Avant l’adoption de la résolution, Tedros Adhanom Ghebreyesus, patron de l’OMS, a qualifié de « catastrophiques » les répercussions de la guerre sur la santé à Gaza. Les personnels « font de leur mieux » dans des conditions inimaginables. « Le système de santé du territoire palestinien est en train de s’effondrer. Dans le nord du territoire, sous les bombardements depuis des semaines, il n’y a plus que deux établissements de santé », a-t-il averti.
Depuis la fin de la trêve, de plus en plus de personnes se sont déplacées vers le sud, dans des zones de plus en plus réduites. « La surpopulation, combinée au manque de nourriture, d’eau, d’abris et d’assainissement adéquats, crée les conditions idéales à la propagation des maladies », a ajouté le patron de l’OMS. Il a fait état de signes inquiétants de maladies épidémiques qui risquent de s’aggraver avec la détérioration de la situation et l’arrivée des conditions hivernales. L’OMS a également relevé plus de 449 attaques contre des centres de santé à Gaza et en Cisjordanie occupée et 60 attaques contre des centres de santé en Israël depuis le 7 octobre.
(Photo : AFP)
« Le niveau de souffrance humaine est intolérable. Il est inacceptable que les civils n’aient aucun endroit sûr où aller à Gaza, et avec un siège militaire en place, il n’y a pas non plus de réponse humanitaire adéquate possible à l’heure actuelle », a de son côté déclaré Mirjana Spoljaric, présidente du Comité International de la Croix-Rouge (CICR). « Un très grand nombre de civils a été tué ou mutilé, dont des milliers d’enfants. Les maisons, les hôpitaux et d’autres infrastructures essentielles à la survie de la population civile ont subi des destructions colossales », a pour sa part confirmé Pascal Hundt, responsable des opérations du CICR à Gaza.

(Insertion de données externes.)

// Copyright (C) 2026 Lilypad Contributors
// SPDX-License-Identifier: AGPL-3.0-or-later
//! Function definitions.
//!
//! A Function is the deployable unit: a container image plus invocation
//! defaults. Documents are keyed by the function name. The detected runtime
//! is a cached probe result and is discarded whenever the image changes.

use serde::{Deserialize, Serialize};
use serde_json::json;

use crate::error::{CoreError, Result};
use crate::store::{DocMeta, Entity};

/// A container image reference split into its parts.
#[derive(Debug, Clone, PartialEq, Eq, Serialize, Deserialize)]
pub struct FnImage {
    /// Registry host (e.g. `docker.io`).
    pub host: String,
    /// Repository path (e.g. `library/node`).
    pub name: String,
    /// Image tag.
    pub tag: String,
}

impl FnImage {
    /// Parse a `host/name:tag` reference.
    ///
    /// The tag is required: mutable references like `latest`-by-omission
    /// would make the image-change detection meaningless.
    pub fn parse(reference: &str) -> Result<Self> {
        let invalid = || CoreError::Validation {
            field: "image".to_string(),
            message: format!("'{}' is not a valid host/name:tag reference", reference),
        };

        let (repository, tag) = reference.rsplit_once(':').ok_or_else(invalid)?;
        let (host, name) = repository.split_once('/').ok_or_else(invalid)?;
        if host.is_empty() || name.is_empty() || tag.is_empty() || tag.contains('/') {
            return Err(invalid());
        }

        Ok(Self {
            host: host.to_string(),
            name: name.to_string(),
            tag: tag.to_string(),
        })
    }

    /// The full `host/name:tag` reference.
    pub fn reference(&self) -> String {
        format!("{}/{}:{}", self.host, self.name, self.tag)
    }
}

/// One environment variable, either inline or resolved from a secret.
#[derive(Debug, Clone, PartialEq, Eq, Serialize, Deserialize)]
#[serde(rename_all = "camelCase")]
pub struct FnEnv {
    /// Variable name.
    pub name: String,
    /// Inline value.
    #[serde(default, skip_serializing_if = "Option::is_none")]
    pub value: Option<String>,
    /// Secret to resolve the value from.
    #[serde(default, skip_serializing_if = "Option::is_none")]
    pub secret_name: Option<String>,
    /// Key inside the secret.
    #[serde(default, skip_serializing_if = "Option::is_none")]
    pub secret_key: Option<String>,
}

/// cpu/memory quantity pair.
#[derive(Debug, Clone, PartialEq, Eq, Serialize, Deserialize)]
pub struct ResourceSpec {
    /// CPU quantity (e.g. `100m`).
    #[serde(default, skip_serializing_if = "Option::is_none")]
    pub cpu: Option<String>,
    /// Memory quantity (e.g. `128Mi`).
    #[serde(default, skip_serializing_if = "Option::is_none")]
    pub memory: Option<String>,
}

/// Requested and maximum resources for invocation pods.
#[derive(Debug, Clone, PartialEq, Eq, Serialize, Deserialize)]
pub struct FnResources {
    /// Requested resources.
    #[serde(default, skip_serializing_if = "Option::is_none")]
    pub requests: Option<ResourceSpec>,
    /// Resource limits.
    #[serde(default, skip_serializing_if = "Option::is_none")]
    pub limits: Option<ResourceSpec>,
}

/// Detected runtime descriptor, recorded by the runtime-test invocation.
#[derive(Debug, Clone, PartialEq, Eq, Serialize, Deserialize)]
#[serde(rename_all = "camelCase")]
pub struct FnRuntime {
    /// Runtime type reported by the probe, or `"Unknown"`.
    #[serde(rename = "type")]
    pub kind: String,
    /// The probe invocation, recorded when detection failed.
    #[serde(default, skip_serializing_if = "Option::is_none")]
    pub invocation_ulid: Option<String>,
}

impl FnRuntime {
    /// Whether this record carries a usable detection result.
    pub fn is_known(&self) -> bool {
        self.kind != "Unknown"
    }
}

/// The fields a caller controls when creating or updating a Function.
#[derive(Debug, Clone)]
pub struct FunctionDefinition {
    /// Function name (slug, doubles as document id).
    pub name: String,
    /// Owning project.
    pub project: String,
    /// Container image.
    pub image: FnImage,
    /// Environment variables.
    pub env: Vec<FnEnv>,
    /// Pod resources.
    pub resources: Option<FnResources>,
    /// Terminal invocations to keep; `None` takes the configured default.
    pub history_limit: Option<usize>,
    /// Reject concurrent invocations.
    pub sequential: bool,
    /// Automatic retries per invocation.
    pub retries: u32,
    /// Invocation timeout in seconds.
    pub timeout: Option<u64>,
}

/// A stored function document.
#[derive(Debug, Clone, Serialize, Deserialize)]
#[serde(rename_all = "camelCase")]
pub struct Function {
    /// Function name (document id).
    pub name: String,
    /// Owning project.
    pub project: String,
    /// Container image.
    pub image: FnImage,
    /// Environment variables.
    #[serde(default, skip_serializing_if = "Vec::is_empty")]
    pub env: Vec<FnEnv>,
    /// Pod resources.
    #[serde(default, skip_serializing_if = "Option::is_none")]
    pub resources: Option<FnResources>,
    /// Terminal invocations kept by history rotation.
    pub history_limit: usize,
    /// Reject concurrent invocations.
    pub sequential: bool,
    /// Automatic retries granted to each new invocation.
    pub retries: u32,
    /// Invocation timeout in seconds.
    #[serde(default, skip_serializing_if = "Option::is_none")]
    pub timeout: Option<u64>,
    /// Cached runtime detection result.
    #[serde(default, skip_serializing_if = "Option::is_none")]
    pub runtime: Option<FnRuntime>,
    /// Store envelope bookkeeping.
    #[serde(skip)]
    pub meta: DocMeta,
}

impl Entity for Function {
    const KIND: &'static str = "function";
    const SCHEMA_VERSION: i64 = 1;

    fn doc_id(&self) -> String {
        self.name.clone()
    }

    fn meta(&self) -> &DocMeta {
        &self.meta
    }

    fn meta_mut(&mut self) -> &mut DocMeta {
        &mut self.meta
    }

    fn migrate(version: i64, mut body: serde_json::Value) -> Result<serde_json::Value> {
        match version {
            // v0 documents predate history rotation and auto-retry.
            0 => {
                if let Some(obj) = body.as_object_mut() {
                    obj.entry("historyLimit").or_insert(json!(10));
                    obj.entry("sequential").or_insert(json!(false));
                    obj.entry("retries").or_insert(json!(0));
                }
                Ok(body)
            }
            _ => Err(CoreError::MigrationFailure {
                kind: Self::KIND,
                stored: version,
                supported: Self::SCHEMA_VERSION,
            }),
        }
    }
}

/// Build a brand-new Function from a definition.
pub fn create_function(def: FunctionDefinition, default_history_limit: usize) -> Function {
    Function {
        name: def.name,
        project: def.project,
        image: def.image,
        env: def.env,
        resources: def.resources,
        history_limit: def.history_limit.unwrap_or(default_history_limit),
        sequential: def.sequential,
        retries: def.retries,
        timeout: def.timeout,
        runtime: None,
        meta: DocMeta::default(),
    }
}

/// Apply a definition on top of an existing Function.
///
/// The cached runtime survives only when the image is unchanged and the
/// recorded detection actually succeeded; an `"Unknown"` record is dropped so
/// the next update probes again.
pub fn update_function(
    existing: &Function,
    def: FunctionDefinition,
    default_history_limit: usize,
) -> Function {
    let runtime = if def.image == existing.image {
        existing.runtime.clone().filter(FnRuntime::is_known)
    } else {
        None
    };

    Function {
        name: def.name,
        project: def.project,
        image: def.image,
        env: def.env,
        resources: def.resources,
        history_limit: def.history_limit.unwrap_or(default_history_limit),
        sequential: def.sequential,
        retries: def.retries,
        timeout: def.timeout,
        runtime,
        meta: existing.meta.clone(),
    }
}

#[cfg(test)]
mod tests {
    use super::*;

    fn definition(name: &str, image: &str) -> FunctionDefinition {
        FunctionDefinition {
            name: name.to_string(),
            project: "default".to_string(),
            image: FnImage::parse(image).unwrap(),
            env: Vec::new(),
            resources: None,
            history_limit: None,
            sequential: false,
            retries: 0,
            timeout: None,
        }
    }

    #[test]
    fn test_image_parse() {
        let image = FnImage::parse("docker.io/library/node:22-alpine").unwrap();
        assert_eq!(image.host, "docker.io");
        assert_eq!(image.name, "library/node");
        assert_eq!(image.tag, "22-alpine");
        assert_eq!(image.reference(), "docker.io/library/node:22-alpine");

        assert!(FnImage::parse("node").is_err());
        assert!(FnImage::parse("node:22").is_err());
        assert!(FnImage::parse("docker.io/node:").is_err());
    }

    #[test]
    fn test_create_uses_default_history_limit() {
        let function = create_function(definition("my-fn", "registry.local/my-fn:v1"), 10);
        assert_eq!(function.history_limit, 10);
        assert!(function.runtime.is_none());

        let mut def = definition("my-fn", "registry.local/my-fn:v1");
        def.history_limit = Some(3);
        assert_eq!(create_function(def, 10).history_limit, 3);
    }

    #[test]
    fn test_update_keeps_runtime_on_same_image() {
        let mut existing = create_function(definition("my-fn", "registry.local/my-fn:v1"), 10);
        existing.runtime = Some(FnRuntime {
            kind: "Node.js".to_string(),
            invocation_ulid: None,
        });

        let updated = update_function(
            &existing,
            definition("my-fn", "registry.local/my-fn:v1"),
            10,
        );
        assert!(updated.runtime.is_some());
    }

    #[test]
    fn test_update_clears_runtime_on_image_change() {
        let mut existing = create_function(definition("my-fn", "registry.local/my-fn:v1"), 10);
        existing.runtime = Some(FnRuntime {
            kind: "Node.js".to_string(),
            invocation_ulid: None,
        });

        let updated = update_function(
            &existing,
            definition("my-fn", "registry.local/my-fn:v2"),
            10,
        );
        assert!(updated.runtime.is_none());
    }

    #[test]
    fn test_update_drops_unknown_runtime() {
        let mut existing = create_function(definition("my-fn", "registry.local/my-fn:v1"), 10);
        existing.runtime = Some(FnRuntime {
            kind: "Unknown".to_string(),
            invocation_ulid: Some("01hxprobe".to_string()),
        });

        let updated = update_function(
            &existing,
            definition("my-fn", "registry.local/my-fn:v1"),
            10,
        );
        assert!(updated.runtime.is_none());
    }

    #[test]
    fn test_migrate_v0_defaults() {
        let body = serde_json::json!({
            "name": "legacy-fn",
            "project": "default",
            "image": { "host": "registry.local", "name": "legacy-fn", "tag": "v1" },
        });
        let migrated = Function::migrate(0, body).unwrap();
        assert_eq!(migrated["historyLimit"], 10);
        assert_eq!(migrated["sequential"], false);
        assert_eq!(migrated["retries"], 0);

        assert!(Function::migrate(7, serde_json::json!({})).is_err());
    }

    #[test]
    fn test_serializes_camel_case() {
        let function = create_function(definition("my-fn", "registry.local/my-fn:v1"), 10);
        let value = serde_json::to_value(&function).unwrap();
        assert!(value.get("historyLimit").is_some());
        assert!(value.get("history_limit").is_none());
    }
}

Quant à l’Unicef, elle a déploré, par sa directrice régionale pour le Moyen-Orient et l’Afrique du Nord, Adèle Khodr, que Gaza était « l’endroit le plus dangereux au monde pour un enfant ». Près d’un million d’enfants ont été déplacés de force depuis le début du cycle de violence le 7 octobre. « Ils sont désormais poussés de plus en plus au sud, dans des zones minuscules et surpeuplées, sans eau ni nourriture ou protection, ce qui les expose à un risque accru d’infections respiratoires et de maladies d’origine hydrique », a prévenu Mme Khodr, ajoutant que « les restrictions et les difficultés imposées à l’acheminement de l’aide vitale à destination et à travers la bande de Gaza constituent une nouvelle condamnation à mort pour les enfants ».
Bref, toutes les organisations humanitaires présentes témoignent d’une situation catastrophique et affirment que la société civile est au bord de l’effondrement total à Gaza. Les femmes et les enfants dans l’enclave sont les plus touchés en termes de morts et de blessés alors que la population n’a nulle part où aller en sécurité.